↓
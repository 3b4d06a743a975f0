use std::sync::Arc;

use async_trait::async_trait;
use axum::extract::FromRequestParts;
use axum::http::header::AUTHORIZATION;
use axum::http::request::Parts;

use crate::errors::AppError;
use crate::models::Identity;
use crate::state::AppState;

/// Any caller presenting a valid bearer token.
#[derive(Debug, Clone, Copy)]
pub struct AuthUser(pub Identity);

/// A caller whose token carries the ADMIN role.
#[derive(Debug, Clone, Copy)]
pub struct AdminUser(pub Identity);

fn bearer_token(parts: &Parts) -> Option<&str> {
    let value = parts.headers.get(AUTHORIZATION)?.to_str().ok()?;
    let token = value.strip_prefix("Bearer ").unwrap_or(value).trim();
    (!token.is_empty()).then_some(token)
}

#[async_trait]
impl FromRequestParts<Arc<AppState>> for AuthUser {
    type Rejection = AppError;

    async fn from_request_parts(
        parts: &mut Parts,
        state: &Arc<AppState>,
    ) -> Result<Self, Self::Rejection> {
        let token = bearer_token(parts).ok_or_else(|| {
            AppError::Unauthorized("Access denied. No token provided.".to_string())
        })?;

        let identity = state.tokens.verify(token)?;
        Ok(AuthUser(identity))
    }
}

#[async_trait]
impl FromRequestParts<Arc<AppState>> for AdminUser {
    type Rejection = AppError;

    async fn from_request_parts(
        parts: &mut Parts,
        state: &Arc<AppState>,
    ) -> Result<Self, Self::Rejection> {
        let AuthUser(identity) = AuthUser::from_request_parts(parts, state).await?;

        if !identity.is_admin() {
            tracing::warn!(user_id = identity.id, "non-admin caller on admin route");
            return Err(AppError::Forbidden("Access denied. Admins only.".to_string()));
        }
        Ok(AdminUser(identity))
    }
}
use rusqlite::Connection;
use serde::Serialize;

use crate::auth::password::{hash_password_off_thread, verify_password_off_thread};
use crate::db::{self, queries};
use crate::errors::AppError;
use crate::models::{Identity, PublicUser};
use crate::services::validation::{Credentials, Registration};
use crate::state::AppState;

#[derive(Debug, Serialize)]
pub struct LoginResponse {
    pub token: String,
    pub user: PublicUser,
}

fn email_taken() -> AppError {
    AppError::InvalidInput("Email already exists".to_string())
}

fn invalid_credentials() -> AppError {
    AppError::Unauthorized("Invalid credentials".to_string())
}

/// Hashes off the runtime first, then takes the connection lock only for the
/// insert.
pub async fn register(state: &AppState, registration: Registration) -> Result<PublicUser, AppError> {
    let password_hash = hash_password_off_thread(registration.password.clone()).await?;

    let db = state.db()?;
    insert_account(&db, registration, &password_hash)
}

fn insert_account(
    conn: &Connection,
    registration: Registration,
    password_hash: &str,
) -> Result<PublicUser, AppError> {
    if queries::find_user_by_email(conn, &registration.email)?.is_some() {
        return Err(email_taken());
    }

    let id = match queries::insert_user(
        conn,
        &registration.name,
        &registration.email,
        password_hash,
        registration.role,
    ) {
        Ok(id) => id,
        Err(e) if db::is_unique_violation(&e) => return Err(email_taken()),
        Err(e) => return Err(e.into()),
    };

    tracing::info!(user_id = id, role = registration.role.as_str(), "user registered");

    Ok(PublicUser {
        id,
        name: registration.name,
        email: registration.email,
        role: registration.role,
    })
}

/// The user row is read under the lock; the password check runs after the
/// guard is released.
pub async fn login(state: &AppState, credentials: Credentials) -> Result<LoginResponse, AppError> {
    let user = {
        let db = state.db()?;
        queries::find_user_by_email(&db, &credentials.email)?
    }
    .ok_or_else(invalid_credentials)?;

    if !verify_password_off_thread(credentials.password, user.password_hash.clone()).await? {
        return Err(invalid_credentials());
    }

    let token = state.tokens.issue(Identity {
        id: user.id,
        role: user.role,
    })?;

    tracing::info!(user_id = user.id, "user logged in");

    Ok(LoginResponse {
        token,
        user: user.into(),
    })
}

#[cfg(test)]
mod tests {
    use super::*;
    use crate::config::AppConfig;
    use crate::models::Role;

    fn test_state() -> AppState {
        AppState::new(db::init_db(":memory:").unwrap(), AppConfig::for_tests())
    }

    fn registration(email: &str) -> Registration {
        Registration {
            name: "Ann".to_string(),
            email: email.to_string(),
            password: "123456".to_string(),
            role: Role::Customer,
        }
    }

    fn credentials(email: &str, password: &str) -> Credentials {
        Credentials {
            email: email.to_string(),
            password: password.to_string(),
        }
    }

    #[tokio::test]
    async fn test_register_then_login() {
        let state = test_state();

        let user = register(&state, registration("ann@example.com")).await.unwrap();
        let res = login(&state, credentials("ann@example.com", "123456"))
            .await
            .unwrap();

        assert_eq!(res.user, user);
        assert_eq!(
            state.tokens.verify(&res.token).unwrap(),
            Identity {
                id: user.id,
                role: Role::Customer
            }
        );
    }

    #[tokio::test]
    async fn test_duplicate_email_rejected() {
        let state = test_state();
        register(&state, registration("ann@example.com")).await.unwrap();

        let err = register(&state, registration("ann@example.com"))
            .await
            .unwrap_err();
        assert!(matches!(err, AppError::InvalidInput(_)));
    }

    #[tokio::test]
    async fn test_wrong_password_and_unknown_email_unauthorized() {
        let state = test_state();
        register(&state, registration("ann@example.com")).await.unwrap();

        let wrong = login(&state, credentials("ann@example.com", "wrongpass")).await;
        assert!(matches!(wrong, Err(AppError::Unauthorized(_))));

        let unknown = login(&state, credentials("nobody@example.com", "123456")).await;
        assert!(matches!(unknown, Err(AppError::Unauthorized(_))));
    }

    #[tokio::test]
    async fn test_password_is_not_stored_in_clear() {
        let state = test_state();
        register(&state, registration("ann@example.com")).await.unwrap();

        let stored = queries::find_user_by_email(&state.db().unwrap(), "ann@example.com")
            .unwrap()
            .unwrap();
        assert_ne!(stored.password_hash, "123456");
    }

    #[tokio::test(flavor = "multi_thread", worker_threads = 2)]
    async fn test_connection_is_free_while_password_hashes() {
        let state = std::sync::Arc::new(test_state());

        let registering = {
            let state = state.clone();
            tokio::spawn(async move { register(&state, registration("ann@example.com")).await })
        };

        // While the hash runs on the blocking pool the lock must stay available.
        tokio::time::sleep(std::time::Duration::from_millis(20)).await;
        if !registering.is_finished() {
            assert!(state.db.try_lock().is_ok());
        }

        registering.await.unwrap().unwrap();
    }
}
↑
Exercise objective:
Line by line, print the listing above exactly.

Solution to this problem:
repository 3b4d06a743a975f0
use std::sync::Arc;

use async_trait::async_trait;
use axum::extract::FromRequestParts;
use axum::http::header::AUTHORIZATION;
use axum::http::request::Parts;

use crate::errors::AppError;
use crate::models::Identity;
use crate::state::AppState;

/// Any caller presenting a valid bearer token.
#[derive(Debug, Clone, Copy)]
pub struct AuthUser(pub Identity);

/// A caller whose token carries the ADMIN role.
#[derive(Debug, Clone, Copy)]
pub struct AdminUser(pub Identity);

fn bearer_token(parts: &Parts) -> Option<&str> {
    let value = parts.headers.get(AUTHORIZATION)?.to_str().ok()?;
    let token = value.strip_prefix("Bearer ").unwrap_or(value).trim();
    (!token.is_empty()).then_some(token)
}

#[async_trait]
impl FromRequestParts<Arc<AppState>> for AuthUser {
    type Rejection = AppError;

    async fn from_request_parts(
        parts: &mut Parts,
        state: &Arc<AppState>,
    ) -> Result<Self, Self::Rejection> {
        let token = bearer_token(parts).ok_or_else(|| {
            AppError::Unauthorized("Access denied. No token provided.".to_string())
        })?;

        let identity = state.tokens.verify(token)?;
        Ok(AuthUser(identity))
    }
}

#[async_trait]
impl FromRequestParts<Arc<AppState>> for AdminUser {
    type Rejection = AppError;

    async fn from_request_parts(
        parts: &mut Parts,
        state: &Arc<AppState>,
    ) -> Result<Self, Self::Rejection> {
        let AuthUser(identity) = AuthUser::from_request_parts(parts, state).await?;

        if !identity.is_admin() {
            tracing::warn!(user_id = identity.id, "non-admin caller on admin route");
            return Err(AppError::Forbidden("Access denied. Admins only.".to_string()));
        }
        Ok(AdminUser(identity))
    }
}
use rusqlite::Connection;
use serde::Serialize;

use crate::auth::password::{hash_password_off_thread, verify_password_off_thread};
use crate::db::{self, queries};
use crate::errors::AppError;
use crate::models::{Identity, PublicUser};
use crate::services::validation::{Credentials, Registration};
use crate::state::AppState;

#[derive(Debug, Serialize)]
pub struct LoginResponse {
    pub token: String,
    pub user: PublicUser,
}

fn email_taken() -> AppError {
    AppError::InvalidInput("Email already exists".to_string())
}

fn invalid_credentials() -> AppError {
    AppError::Unauthorized("Invalid credentials".to_string())
}

/// Hashes off the runtime first, then takes the connection lock only for the
/// insert.
pub async fn register(state: &AppState, registration: Registration) -> Result<PublicUser, AppError> {
    let password_hash = hash_password_off_thread(registration.password.clone()).await?;

    let db = state.db()?;
    insert_account(&db, registration, &password_hash)
}

fn insert_account(
    conn: &Connection,
    registration: Registration,
    password_hash: &str,
) -> Result<PublicUser, AppError> {
    if queries::find_user_by_email(conn, &registration.email)?.is_some() {
        return Err(email_taken());
    }

    let id = match queries::insert_user(
        conn,
        &registration.name,
        &registration.email,
        password_hash,
        registration.role,
    ) {
        Ok(id) => id,
        Err(e) if db::is_unique_violation(&e) => return Err(email_taken()),
        Err(e) => return Err(e.into()),
    };

    tracing::info!(user_id = id, role = registration.role.as_str(), "user registered");

    Ok(PublicUser {
        id,
        name: registration.name,
        email: registration.email,
        role: registration.role,
    })
}

/// The user row is read under the lock; the password check runs after the
/// guard is released.
pub async fn login(state: &AppState, credentials: Credentials) -> Result<LoginResponse, AppError> {
    let user = {
        let db = state.db()?;
        queries::find_user_by_email(&db, &credentials.email)?
    }
    .ok_or_else(invalid_credentials)?;

    if !verify_password_off_thread(credentials.password, user.password_hash.clone()).await? {
        return Err(invalid_credentials());
    }

    let token = state.tokens.issue(Identity {
        id: user.id,
        role: user.role,
    })?;

    tracing::info!(user_id = user.id, "user logged in");

    Ok(LoginResponse {
        token,
        user: user.into(),
    })
}

#[cfg(test)]
mod tests {
    use super::*;
    use crate::config::AppConfig;
    use crate::models::Role;

    fn test_state() -> AppState {
        AppState::new(db::init_db(":memory:").unwrap(), AppConfig::for_tests())
    }

    fn registration(email: &str) -> Registration {
        Registration {
            name: "Ann".to_string(),
            email: email.to_string(),
            password: "123456".to_string(),
            role: Role::Customer,
        }
    }

    fn credentials(email: &str, password: &str) -> Credentials {
        Credentials {
            email: email.to_string(),
            password: password.to_string(),
        }
    }

    #[tokio::test]
    async fn test_register_then_login() {
        let state = test_state();

        let user = register(&state, registration("ann@example.com")).await.unwrap();
        let res = login(&state, credentials("ann@example.com", "123456"))
            .await
            .unwrap();

        assert_eq!(res.user, user);
        assert_eq!(
            state.tokens.verify(&res.token).unwrap(),
            Identity {
                id: user.id,
                role: Role::Customer
            }
        );
    }

    #[tokio::test]
    async fn test_duplicate_email_rejected() {
        let state = test_state();
        register(&state, registration("ann@example.com")).await.unwrap();

        let err = register(&state, registration("ann@example.com"))
            .await
            .unwrap_err();
        assert!(matches!(err, AppError::InvalidInput(_)));
    }

    #[tokio::test]
    async fn test_wrong_password_and_unknown_email_unauthorized() {
        let state = test_state();
        register(&state, registration("ann@example.com")).await.unwrap();

        let wrong = login(&state, credentials("ann@example.com", "wrongpass")).await;
        assert!(matches!(wrong, Err(AppError::Unauthorized(_))));

        let unknown = login(&state, credentials("nobody@example.com", "123456")).await;
        assert!(matches!(unknown, Err(AppError::Unauthorized(_))));
    }

    #[tokio::test]
    async fn test_password_is_not_stored_in_clear() {
        let state = test_state();
        register(&state, registration("ann@example.com")).await.unwrap();

        let stored = queries::find_user_by_email(&state.db().unwrap(), "ann@example.com")
            .unwrap()
            .unwrap();
        assert_ne!(stored.password_hash, "123456");
    }

    #[tokio::test(flavor = "multi_thread", worker_threads = 2)]
    async fn test_connection_is_free_while_password_hashes() {
        let state = std::sync::Arc::new(test_state());

        let registering = {
            let state = state.clone();
            tokio::spawn(async move { register(&state, registration("ann@example.com")).await })
        };

        // While the hash runs on the blocking pool the lock must stay available.
        tokio::time::sleep(std::time::Duration::from_millis(20)).await;
        if !registering.is_finished() {
            assert!(state.db.try_lock().is_ok());
        }

        registering.await.unwrap().unwrap();
    }
}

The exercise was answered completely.